[Data entries]
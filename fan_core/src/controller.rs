//! The control loop state machine (`ControllerState`) and its driver
//! (`ControllerCore`).
//!
//! `ControllerState::advance` is pure: it takes one sample and decides what
//! should happen. `ControllerCore::step` samples the inputs, applies the
//! decision to the store and actuator, and reports diagnostics.

use fan_traits::{ActuatorSink, InputSource, PersistentStore};

use crate::cadence::Cadence;
use crate::calibration::{recalibrated_threshold, rising_edge};
use crate::config::{CadenceCfg, MappingCfg, StoreCfg};
use crate::diagnostics::{DiagnosticSink, Snapshot};
use crate::error::Result;
use crate::hw_error::{Origin, map_hw_error};
use crate::mapper::actuator_target;
use crate::sampler::{self, Sample};
use crate::status::{ControllerStats, CycleReport};
use crate::threshold_store::save_threshold;

/// Everything the loop remembers between cycles.
#[derive(Debug, Clone, Copy, Default, PartialEq, Eq)]
pub struct ControllerState {
    pub light: u16,
    pub dial: u16,
    pub button: bool,
    pub previous_button: bool,
    pub threshold: u16,
    /// Last position the actuator accepted; `None` before the first write.
    pub actuator_position: Option<u8>,
    pub cadence: Cadence,
}

/// What a cycle should do, as decided by `ControllerState::advance`.
#[derive(Debug, Clone, Copy, Default, PartialEq, Eq)]
pub struct CycleDecision {
    /// New threshold to persist.
    pub recalibrated: Option<u16>,
    pub tick: bool,
    /// Mapped target, computed on ticks only.
    pub target: Option<u8>,
    /// Target to send to the actuator; `None` when it would not change anything.
    pub actuator_command: Option<u8>,
}

impl ControllerState {
    pub fn with_threshold(threshold: u16) -> Self {
        Self {
            threshold,
            ..Self::default()
        }
    }

    /// Fold one sample into the state.
    ///
    /// Calibration runs before the cadence check, so a tick on the same cycle
    /// as a press already sees the new threshold. The actuator position is
    /// not touched here; call `commit_position` once the write succeeded.
    pub fn advance(
        &mut self,
        sample: Sample,
        mapping: &MappingCfg,
        update_every: u32,
    ) -> CycleDecision {
        self.light = sample.light;
        self.dial = sample.dial;
        self.button = sample.button;

        let mut decision = CycleDecision::default();
        if rising_edge(self.previous_button, self.button) {
            let candidate = recalibrated_threshold(self.light, self.threshold, mapping.analog_max);
            if candidate != self.threshold {
                self.threshold = candidate;
                decision.recalibrated = Some(candidate);
            }
        }
        self.previous_button = self.button;

        decision.tick = self.cadence.poll(update_every);
        if decision.tick {
            let target = actuator_target(mapping, self.dial, self.light, self.threshold);
            decision.target = Some(target);
            if self.actuator_position != Some(target) {
                decision.actuator_command = Some(target);
            }
        }
        decision
    }

    /// Record a position the actuator accepted.
    pub fn commit_position(&mut self, position: u8) {
        self.actuator_position = Some(position);
    }

    pub fn snapshot(&self) -> Snapshot {
        Snapshot {
            threshold: self.threshold,
            dial: self.dial,
            light: self.light,
            servo: self.actuator_position.unwrap_or(0),
        }
    }
}

/// Unified controller for both the boxed and the statically dispatched variant.
pub struct ControllerCore<I: InputSource, A: ActuatorSink, P: PersistentStore> {
    pub(crate) inputs: I,
    pub(crate) actuator: A,
    pub(crate) store: P,
    pub(crate) mapping: MappingCfg,
    pub(crate) cadence: CadenceCfg,
    pub(crate) store_cfg: StoreCfg,
    pub(crate) state: ControllerState,
    pub(crate) diagnostics: Option<Box<dyn DiagnosticSink>>,
    pub(crate) stats: ControllerStats,
}

impl<I: InputSource, A: ActuatorSink, P: PersistentStore> core::fmt::Debug
    for ControllerCore<I, A, P>
{
    fn fmt(&self, f: &mut core::fmt::Formatter<'_>) -> core::fmt::Result {
        f.debug_struct("ControllerCore")
            .field("state", &self.state)
            .field("mapping", &self.mapping)
            .field("cadence", &self.cadence)
            .field("diagnostics", &self.diagnostics.is_some())
            .finish()
    }
}

impl<I: InputSource, A: ActuatorSink, P: PersistentStore> ControllerCore<I, A, P> {
    /// Announce the start of the loop on the diagnostic sink.
    pub fn begin(&mut self) {
        tracing::info!(
            threshold = self.state.threshold,
            update_every = self.cadence.update_every,
            sample_rate_hz = self.cadence.sample_rate_hz,
            "controller started"
        );
        if let Some(sink) = self.diagnostics.as_mut() {
            sink.start();
        }
    }

    /// One cycle: sample, calibrate, and on a tick drive the actuator and
    /// report diagnostics.
    ///
    /// Only input failures are returned; the state is left untouched so the
    /// cycle can simply be retried. Store and actuator failures are logged
    /// and counted in the report.
    pub fn step(&mut self) -> Result<CycleReport> {
        let sample = match sampler::sample(&mut self.inputs, self.mapping.analog_max) {
            Ok(sample) => sample,
            Err(e) => {
                self.stats.failed_cycles += 1;
                return Err(e);
            }
        };
        self.stats.cycles += 1;

        let decision = self
            .state
            .advance(sample, &self.mapping, self.cadence.update_every);
        let mut report = CycleReport {
            sample,
            tick: decision.tick,
            ..CycleReport::default()
        };

        if let Some(threshold) = decision.recalibrated {
            self.stats.recalibrations += 1;
            report.recalibrated = Some(threshold);
            tracing::info!(threshold, light = sample.light, "threshold recalibrated");
            match save_threshold(&mut self.store, self.store_cfg.address, threshold) {
                Ok(written) => {
                    report.store_writes = written;
                    self.stats.store_writes += u64::from(written);
                }
                Err(e) => {
                    report.warnings += 1;
                    tracing::warn!(error = %format_args!("{e:#}"), threshold, "persisting threshold failed");
                }
            }
        }

        if decision.tick {
            self.stats.ticks += 1;
            if let Some(position) = decision.actuator_command {
                match self.actuator.move_to(position) {
                    Ok(()) => {
                        self.state.commit_position(position);
                        self.stats.actuator_writes += 1;
                        report.actuator_written = Some(position);
                        tracing::debug!(position, dial = sample.dial, "actuator moved");
                    }
                    Err(e) => {
                        report.warnings += 1;
                        let err = map_hw_error(&*e, Origin::Actuator);
                        tracing::warn!(error = %err, position, "actuator write failed");
                    }
                }
            }
            if let Some(sink) = self.diagnostics.as_mut() {
                sink.report(&self.state.snapshot());
            }
        }

        self.stats.warnings += u64::from(report.warnings);
        Ok(report)
    }

    pub fn state(&self) -> &ControllerState {
        &self.state
    }

    pub fn threshold(&self) -> u16 {
        self.state.threshold
    }

    pub fn actuator_position(&self) -> Option<u8> {
        self.state.actuator_position
    }

    pub fn stats(&self) -> ControllerStats {
        self.stats
    }

    pub fn mapping(&self) -> &MappingCfg {
        &self.mapping
    }

    pub fn cadence_cfg(&self) -> &CadenceCfg {
        &self.cadence
    }

    pub fn store_cfg(&self) -> &StoreCfg {
        &self.store_cfg
    }

    pub fn inputs(&self) -> &I {
        &self.inputs
    }

    pub fn actuator(&self) -> &A {
        &self.actuator
    }

    pub fn store(&self) -> &P {
        &self.store
    }
}

#[cfg(test)]
mod tests {
    use super::*;

    fn every_cycle() -> u32 {
        0
    }

    #[test]
    fn press_recalibrates_once() {
        let cfg = MappingCfg::default();
        let mut st = ControllerState::with_threshold(400);
        let d = st.advance(Sample::new(600, 800, true), &cfg, 100);
        assert_eq!(d.recalibrated, Some(900));
        // Held button: no second edge.
        let d = st.advance(Sample::new(600, 800, true), &cfg, 100);
        assert_eq!(d.recalibrated, None);
        assert_eq!(st.threshold, 900);
    }

    #[test]
    fn unchanged_candidate_is_not_reported() {
        // 2*light - threshold chosen so the curve returns the same value.
        let cfg = MappingCfg::default();
        let mut st = ControllerState::with_threshold(0);
        let d = st.advance(Sample::new(0, 0, true), &cfg, 100);
        assert_eq!(d.recalibrated, None);
        assert!(st.previous_button);
    }

    #[test]
    fn first_tick_always_commands() {
        let cfg = MappingCfg::default();
        let mut st = ControllerState::with_threshold(1023);
        // update_every = 0: every cycle after the first is a tick.
        assert!(!st.advance(Sample::new(0, 10, false), &cfg, every_cycle()).tick);
        let d = st.advance(Sample::new(0, 10, false), &cfg, every_cycle());
        assert!(d.tick);
        assert_eq!(d.target, Some(93));
        assert_eq!(d.actuator_command, Some(93));
    }

    #[test]
    fn committed_position_suppresses_repeat() {
        let cfg = MappingCfg::default();
        let mut st = ControllerState::with_threshold(400);
        st.commit_position(160);
        st.advance(Sample::new(600, 800, false), &cfg, every_cycle());
        let d = st.advance(Sample::new(600, 800, false), &cfg, every_cycle());
        assert_eq!(d.target, Some(160));
        assert_eq!(d.actuator_command, None);
    }

    #[test]
    fn snapshot_reports_zero_before_first_write() {
        let st = ControllerState::with_threshold(512);
        assert_eq!(st.snapshot().servo, 0);
        assert_eq!(st.snapshot().threshold, 512);
    }
}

**Problem description**
In the records above, find every line containing the word "None" and show it.

**Expected answer**
    /// Last position the actuator accepted; `None` before the first write.
    /// Target to send to the actuator; `None` when it would not change anything.
        assert_eq!(d.recalibrated, None);
        assert_eq!(d.recalibrated, None);
        assert_eq!(d.actuator_command, None);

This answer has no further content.